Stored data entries
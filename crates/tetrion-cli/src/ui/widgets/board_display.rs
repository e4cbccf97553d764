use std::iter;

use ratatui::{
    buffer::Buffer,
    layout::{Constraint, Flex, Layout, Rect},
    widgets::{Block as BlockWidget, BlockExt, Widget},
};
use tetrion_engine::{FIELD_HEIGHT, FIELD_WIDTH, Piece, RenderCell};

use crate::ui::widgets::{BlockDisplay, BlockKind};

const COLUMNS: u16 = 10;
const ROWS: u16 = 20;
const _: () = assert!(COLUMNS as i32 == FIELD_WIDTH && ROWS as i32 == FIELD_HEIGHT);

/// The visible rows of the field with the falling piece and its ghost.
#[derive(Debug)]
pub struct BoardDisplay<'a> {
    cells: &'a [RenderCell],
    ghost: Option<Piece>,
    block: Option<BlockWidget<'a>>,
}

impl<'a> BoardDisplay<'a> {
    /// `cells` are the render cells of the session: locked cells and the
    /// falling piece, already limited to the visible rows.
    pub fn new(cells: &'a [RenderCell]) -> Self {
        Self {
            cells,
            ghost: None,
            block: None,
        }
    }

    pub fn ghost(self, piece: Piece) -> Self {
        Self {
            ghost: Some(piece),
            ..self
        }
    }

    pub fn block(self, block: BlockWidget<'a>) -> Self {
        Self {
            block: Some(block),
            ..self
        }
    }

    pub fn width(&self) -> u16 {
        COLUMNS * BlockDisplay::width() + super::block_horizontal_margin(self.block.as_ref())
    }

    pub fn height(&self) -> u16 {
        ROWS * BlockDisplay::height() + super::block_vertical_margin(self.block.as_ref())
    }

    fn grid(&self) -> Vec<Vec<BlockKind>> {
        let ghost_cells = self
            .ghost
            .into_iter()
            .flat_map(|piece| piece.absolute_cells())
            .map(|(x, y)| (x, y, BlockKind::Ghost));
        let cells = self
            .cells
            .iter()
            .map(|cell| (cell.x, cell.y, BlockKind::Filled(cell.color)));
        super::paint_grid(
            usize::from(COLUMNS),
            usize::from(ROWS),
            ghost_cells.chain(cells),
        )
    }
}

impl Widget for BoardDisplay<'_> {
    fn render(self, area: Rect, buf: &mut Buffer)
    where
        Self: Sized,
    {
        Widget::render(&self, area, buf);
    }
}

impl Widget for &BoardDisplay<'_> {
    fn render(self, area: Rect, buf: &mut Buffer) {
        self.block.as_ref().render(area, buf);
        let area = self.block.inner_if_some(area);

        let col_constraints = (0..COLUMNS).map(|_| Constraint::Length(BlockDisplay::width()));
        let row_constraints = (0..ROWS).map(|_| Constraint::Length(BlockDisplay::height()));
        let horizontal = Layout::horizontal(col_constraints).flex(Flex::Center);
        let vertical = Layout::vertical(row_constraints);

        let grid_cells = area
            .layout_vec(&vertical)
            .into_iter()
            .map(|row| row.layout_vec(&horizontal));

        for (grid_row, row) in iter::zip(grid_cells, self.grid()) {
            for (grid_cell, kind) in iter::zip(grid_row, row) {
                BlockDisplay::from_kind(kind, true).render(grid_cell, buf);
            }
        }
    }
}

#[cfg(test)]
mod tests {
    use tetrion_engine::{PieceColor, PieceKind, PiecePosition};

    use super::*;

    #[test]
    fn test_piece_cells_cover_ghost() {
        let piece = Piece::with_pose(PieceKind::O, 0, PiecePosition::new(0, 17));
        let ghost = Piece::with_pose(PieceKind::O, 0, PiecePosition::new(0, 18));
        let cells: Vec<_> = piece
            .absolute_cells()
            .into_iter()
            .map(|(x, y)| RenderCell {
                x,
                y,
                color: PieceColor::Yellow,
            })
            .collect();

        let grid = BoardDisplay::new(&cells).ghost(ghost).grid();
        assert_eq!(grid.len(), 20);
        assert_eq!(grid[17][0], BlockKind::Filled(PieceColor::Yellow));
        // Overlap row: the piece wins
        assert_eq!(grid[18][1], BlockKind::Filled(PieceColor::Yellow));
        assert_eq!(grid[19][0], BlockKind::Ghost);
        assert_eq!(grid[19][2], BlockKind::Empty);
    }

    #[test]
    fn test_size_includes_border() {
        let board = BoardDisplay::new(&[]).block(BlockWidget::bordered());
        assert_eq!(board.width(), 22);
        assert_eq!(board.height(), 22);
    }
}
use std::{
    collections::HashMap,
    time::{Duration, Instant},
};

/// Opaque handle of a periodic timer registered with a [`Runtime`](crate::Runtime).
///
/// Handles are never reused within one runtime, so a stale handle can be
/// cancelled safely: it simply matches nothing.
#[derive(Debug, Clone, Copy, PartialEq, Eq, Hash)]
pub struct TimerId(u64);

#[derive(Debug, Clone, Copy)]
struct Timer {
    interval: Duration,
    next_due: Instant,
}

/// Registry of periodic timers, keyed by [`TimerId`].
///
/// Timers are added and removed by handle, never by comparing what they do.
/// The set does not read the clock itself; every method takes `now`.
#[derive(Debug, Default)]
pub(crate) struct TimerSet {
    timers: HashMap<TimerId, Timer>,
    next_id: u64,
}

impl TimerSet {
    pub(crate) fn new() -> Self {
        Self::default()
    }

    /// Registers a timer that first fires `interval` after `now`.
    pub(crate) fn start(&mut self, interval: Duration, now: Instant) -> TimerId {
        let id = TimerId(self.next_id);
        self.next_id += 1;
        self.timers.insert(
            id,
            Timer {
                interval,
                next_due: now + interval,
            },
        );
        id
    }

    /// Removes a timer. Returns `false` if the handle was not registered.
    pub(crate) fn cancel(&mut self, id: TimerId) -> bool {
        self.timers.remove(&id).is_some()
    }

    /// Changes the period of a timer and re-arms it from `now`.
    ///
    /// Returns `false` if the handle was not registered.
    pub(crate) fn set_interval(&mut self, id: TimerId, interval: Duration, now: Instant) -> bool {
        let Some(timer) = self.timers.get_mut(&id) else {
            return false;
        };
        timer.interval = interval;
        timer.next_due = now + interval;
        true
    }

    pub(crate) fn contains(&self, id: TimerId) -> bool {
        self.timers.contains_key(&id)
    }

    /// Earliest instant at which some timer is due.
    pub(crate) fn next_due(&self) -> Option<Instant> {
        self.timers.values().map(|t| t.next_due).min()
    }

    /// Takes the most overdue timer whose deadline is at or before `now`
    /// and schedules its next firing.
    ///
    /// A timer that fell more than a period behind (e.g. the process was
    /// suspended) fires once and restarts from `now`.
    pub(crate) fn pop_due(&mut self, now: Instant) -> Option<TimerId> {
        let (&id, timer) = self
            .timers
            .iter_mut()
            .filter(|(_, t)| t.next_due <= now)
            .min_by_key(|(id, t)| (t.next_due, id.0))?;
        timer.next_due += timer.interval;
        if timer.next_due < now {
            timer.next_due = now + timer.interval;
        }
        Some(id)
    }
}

==

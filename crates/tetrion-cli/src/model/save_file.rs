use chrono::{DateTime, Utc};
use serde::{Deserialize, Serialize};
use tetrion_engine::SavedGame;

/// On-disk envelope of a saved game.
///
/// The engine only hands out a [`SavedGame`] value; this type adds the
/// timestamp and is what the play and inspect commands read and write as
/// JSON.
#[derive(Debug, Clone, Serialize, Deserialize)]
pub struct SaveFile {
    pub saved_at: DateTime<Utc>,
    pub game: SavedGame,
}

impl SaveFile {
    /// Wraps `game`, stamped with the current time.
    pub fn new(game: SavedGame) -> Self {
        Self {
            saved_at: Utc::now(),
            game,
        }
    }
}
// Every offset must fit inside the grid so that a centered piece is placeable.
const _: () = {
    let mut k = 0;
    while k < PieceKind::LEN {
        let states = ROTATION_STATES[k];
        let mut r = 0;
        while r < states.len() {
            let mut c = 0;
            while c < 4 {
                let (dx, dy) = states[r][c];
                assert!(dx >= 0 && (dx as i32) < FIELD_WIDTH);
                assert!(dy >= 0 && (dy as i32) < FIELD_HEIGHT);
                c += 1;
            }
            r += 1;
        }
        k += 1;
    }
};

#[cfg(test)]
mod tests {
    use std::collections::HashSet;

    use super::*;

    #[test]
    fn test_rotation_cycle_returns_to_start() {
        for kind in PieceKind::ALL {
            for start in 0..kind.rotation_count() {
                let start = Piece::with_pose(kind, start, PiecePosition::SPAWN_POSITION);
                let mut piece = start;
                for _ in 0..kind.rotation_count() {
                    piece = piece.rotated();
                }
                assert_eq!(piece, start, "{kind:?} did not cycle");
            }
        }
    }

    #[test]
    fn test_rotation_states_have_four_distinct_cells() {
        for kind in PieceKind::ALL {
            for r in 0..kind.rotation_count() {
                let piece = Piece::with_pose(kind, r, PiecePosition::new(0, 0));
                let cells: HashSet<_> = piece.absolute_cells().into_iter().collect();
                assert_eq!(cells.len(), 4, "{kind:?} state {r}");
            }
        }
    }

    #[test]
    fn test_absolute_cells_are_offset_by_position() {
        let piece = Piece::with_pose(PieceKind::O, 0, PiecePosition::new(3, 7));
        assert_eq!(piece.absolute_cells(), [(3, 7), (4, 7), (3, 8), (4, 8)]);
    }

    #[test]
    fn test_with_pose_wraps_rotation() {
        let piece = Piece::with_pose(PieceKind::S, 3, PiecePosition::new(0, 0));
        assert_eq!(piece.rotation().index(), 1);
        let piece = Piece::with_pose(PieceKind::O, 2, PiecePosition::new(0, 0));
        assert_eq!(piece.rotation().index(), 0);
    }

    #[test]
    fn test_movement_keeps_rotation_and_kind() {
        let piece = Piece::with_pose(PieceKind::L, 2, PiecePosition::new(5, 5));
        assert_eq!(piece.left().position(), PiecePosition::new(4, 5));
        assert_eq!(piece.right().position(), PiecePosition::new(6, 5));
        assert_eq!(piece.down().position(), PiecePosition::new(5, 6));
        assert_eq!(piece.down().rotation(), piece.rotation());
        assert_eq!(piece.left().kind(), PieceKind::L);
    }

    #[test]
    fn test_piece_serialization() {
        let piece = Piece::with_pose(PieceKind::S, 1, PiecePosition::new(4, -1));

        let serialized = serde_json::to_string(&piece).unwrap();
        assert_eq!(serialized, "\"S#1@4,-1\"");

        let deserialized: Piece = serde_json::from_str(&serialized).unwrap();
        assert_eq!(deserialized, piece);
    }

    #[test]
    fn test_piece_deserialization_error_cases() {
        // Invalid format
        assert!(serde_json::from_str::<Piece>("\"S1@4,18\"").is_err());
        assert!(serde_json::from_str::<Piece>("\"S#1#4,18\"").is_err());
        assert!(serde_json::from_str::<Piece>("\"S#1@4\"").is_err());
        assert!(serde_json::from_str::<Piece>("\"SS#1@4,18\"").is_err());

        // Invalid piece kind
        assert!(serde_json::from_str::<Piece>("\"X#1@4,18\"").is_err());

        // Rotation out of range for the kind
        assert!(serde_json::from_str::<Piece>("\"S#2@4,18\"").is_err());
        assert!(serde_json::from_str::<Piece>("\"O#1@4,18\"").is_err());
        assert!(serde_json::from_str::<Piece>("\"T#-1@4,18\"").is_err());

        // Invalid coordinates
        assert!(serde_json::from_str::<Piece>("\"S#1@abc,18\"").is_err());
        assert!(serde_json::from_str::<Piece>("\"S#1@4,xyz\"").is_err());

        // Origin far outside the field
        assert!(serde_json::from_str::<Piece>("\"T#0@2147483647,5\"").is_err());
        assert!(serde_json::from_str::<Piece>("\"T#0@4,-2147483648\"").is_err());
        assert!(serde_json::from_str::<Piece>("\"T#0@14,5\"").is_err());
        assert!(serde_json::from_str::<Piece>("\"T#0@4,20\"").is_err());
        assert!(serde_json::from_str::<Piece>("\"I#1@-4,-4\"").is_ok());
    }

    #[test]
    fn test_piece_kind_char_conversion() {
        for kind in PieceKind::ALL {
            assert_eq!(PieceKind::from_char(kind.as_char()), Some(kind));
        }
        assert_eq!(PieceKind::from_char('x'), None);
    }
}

## What needs to be done
State the number of lines in the data that carry "Yellow", and add nothing to it.

## Result
3